LISTED ENTRIES Start Marker

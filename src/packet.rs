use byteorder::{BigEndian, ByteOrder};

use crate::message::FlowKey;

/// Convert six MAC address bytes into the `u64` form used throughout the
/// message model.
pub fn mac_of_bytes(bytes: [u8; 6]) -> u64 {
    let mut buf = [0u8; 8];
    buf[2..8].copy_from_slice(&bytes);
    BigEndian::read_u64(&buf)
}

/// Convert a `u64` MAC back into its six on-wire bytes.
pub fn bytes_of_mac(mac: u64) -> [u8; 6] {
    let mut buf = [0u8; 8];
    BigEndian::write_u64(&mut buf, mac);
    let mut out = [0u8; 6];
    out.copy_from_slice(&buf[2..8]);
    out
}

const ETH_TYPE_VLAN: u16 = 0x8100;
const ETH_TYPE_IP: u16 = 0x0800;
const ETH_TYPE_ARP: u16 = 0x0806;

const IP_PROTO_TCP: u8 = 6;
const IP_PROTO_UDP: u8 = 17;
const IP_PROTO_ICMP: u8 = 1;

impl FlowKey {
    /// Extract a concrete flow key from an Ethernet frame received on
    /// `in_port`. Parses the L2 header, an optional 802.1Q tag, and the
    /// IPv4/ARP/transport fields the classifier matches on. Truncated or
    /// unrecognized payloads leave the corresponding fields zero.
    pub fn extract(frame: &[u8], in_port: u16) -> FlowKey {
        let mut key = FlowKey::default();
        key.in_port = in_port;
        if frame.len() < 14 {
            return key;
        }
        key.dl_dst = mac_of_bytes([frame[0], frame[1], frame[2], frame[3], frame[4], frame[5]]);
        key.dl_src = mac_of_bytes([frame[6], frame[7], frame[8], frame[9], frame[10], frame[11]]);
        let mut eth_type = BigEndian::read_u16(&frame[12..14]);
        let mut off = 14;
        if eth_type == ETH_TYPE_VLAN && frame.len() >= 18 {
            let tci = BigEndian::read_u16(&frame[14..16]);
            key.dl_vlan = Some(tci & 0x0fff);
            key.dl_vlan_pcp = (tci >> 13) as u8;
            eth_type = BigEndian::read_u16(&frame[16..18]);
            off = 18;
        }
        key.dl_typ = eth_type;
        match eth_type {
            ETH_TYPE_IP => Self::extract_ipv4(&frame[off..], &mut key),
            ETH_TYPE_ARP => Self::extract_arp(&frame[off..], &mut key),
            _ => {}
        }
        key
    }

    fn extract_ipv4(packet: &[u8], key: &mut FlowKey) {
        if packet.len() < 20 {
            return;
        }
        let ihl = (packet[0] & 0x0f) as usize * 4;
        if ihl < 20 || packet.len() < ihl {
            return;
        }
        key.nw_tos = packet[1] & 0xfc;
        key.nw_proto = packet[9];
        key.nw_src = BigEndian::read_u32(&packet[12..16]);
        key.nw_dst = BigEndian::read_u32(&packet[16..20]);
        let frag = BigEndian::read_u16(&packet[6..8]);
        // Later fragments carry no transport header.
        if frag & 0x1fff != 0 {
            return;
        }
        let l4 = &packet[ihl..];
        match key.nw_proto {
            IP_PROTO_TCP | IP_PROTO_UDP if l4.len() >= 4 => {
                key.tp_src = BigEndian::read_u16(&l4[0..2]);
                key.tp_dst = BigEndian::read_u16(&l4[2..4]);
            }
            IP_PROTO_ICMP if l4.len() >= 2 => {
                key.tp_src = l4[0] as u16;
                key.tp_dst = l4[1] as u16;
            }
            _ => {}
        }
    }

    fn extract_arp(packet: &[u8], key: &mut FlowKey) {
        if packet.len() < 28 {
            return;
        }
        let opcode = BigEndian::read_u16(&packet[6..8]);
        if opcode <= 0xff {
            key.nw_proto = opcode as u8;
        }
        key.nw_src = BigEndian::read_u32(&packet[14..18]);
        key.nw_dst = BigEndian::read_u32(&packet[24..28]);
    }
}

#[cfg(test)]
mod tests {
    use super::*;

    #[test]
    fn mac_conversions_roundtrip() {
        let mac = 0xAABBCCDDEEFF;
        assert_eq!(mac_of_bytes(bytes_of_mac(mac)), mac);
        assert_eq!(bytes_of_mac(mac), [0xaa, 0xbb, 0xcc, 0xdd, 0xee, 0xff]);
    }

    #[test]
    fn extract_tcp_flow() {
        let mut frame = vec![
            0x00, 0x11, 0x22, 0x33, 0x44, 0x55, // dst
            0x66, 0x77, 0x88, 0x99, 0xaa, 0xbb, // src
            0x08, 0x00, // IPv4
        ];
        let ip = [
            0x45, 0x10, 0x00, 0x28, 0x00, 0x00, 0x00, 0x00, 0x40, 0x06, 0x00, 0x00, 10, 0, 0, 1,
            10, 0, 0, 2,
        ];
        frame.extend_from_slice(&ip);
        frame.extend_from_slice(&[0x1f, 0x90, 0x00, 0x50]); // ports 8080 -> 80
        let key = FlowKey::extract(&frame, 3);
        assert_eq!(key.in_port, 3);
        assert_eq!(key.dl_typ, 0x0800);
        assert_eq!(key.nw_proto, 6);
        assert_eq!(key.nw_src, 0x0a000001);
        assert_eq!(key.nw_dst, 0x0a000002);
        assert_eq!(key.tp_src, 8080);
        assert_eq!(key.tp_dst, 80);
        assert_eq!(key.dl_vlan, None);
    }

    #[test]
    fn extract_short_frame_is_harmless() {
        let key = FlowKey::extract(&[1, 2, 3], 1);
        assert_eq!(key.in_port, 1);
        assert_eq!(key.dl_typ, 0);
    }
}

LISTED ENTRIES End Marker
LISTED ENTRIES Start Marker

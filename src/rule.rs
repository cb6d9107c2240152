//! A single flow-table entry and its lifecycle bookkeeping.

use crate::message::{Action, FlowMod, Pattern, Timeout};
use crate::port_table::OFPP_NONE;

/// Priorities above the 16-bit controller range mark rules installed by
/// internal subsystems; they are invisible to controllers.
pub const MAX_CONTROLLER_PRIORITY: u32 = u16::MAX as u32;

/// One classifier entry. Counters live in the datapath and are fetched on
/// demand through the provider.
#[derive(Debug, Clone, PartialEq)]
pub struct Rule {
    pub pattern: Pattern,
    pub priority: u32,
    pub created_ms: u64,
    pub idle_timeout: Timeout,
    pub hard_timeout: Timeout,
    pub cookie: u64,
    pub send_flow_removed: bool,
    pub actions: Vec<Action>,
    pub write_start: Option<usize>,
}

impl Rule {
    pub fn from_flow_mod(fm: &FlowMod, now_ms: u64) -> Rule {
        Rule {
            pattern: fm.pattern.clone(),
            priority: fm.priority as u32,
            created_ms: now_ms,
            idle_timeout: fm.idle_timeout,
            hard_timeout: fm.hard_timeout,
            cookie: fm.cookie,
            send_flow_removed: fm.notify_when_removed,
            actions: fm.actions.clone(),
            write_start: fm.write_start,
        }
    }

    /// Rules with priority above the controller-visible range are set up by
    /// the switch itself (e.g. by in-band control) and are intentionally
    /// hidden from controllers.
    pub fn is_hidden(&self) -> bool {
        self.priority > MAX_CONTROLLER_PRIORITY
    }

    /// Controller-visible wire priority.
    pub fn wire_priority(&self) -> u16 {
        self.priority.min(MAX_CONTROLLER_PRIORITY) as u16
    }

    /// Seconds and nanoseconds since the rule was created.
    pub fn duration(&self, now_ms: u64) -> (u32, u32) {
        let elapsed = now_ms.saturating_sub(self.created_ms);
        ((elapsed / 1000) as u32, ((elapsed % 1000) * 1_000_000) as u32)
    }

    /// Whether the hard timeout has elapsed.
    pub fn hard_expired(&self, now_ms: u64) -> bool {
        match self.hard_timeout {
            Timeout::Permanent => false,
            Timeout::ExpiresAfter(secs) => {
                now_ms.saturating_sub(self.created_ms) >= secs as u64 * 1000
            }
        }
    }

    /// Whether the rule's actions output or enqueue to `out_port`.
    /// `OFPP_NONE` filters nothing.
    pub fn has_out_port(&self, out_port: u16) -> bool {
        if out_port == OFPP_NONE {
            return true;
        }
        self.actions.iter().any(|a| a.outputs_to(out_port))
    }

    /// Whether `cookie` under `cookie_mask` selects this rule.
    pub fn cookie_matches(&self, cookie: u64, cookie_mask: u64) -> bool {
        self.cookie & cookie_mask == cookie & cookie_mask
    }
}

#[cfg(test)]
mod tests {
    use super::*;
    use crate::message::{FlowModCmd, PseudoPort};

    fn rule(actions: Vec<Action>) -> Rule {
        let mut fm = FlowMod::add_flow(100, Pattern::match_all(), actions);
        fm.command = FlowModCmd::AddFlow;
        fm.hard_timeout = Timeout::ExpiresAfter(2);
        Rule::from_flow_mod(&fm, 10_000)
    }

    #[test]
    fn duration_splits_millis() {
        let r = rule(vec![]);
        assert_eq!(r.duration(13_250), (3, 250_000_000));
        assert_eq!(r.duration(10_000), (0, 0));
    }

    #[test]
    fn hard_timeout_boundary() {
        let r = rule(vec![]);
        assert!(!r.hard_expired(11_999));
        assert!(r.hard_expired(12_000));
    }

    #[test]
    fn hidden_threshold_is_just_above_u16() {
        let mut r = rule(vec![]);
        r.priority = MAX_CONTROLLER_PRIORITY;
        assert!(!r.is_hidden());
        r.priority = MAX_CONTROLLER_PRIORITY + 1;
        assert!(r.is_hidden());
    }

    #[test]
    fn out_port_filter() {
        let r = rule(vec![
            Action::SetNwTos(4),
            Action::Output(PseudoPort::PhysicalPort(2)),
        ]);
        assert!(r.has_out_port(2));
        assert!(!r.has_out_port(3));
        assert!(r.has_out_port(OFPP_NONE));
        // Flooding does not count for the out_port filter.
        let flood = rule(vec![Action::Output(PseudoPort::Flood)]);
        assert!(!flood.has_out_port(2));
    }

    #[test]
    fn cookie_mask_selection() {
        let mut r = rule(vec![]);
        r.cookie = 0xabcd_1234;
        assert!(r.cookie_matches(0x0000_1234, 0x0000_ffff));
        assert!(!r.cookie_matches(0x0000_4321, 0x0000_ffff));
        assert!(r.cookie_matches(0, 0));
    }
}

LISTED ENTRIES End Marker

Copy each line of the records that has "header" in it.

    /// `in_port`. Parses the L2 header, an optional 802.1Q tag, and the
        // Later fragments carry no transport header.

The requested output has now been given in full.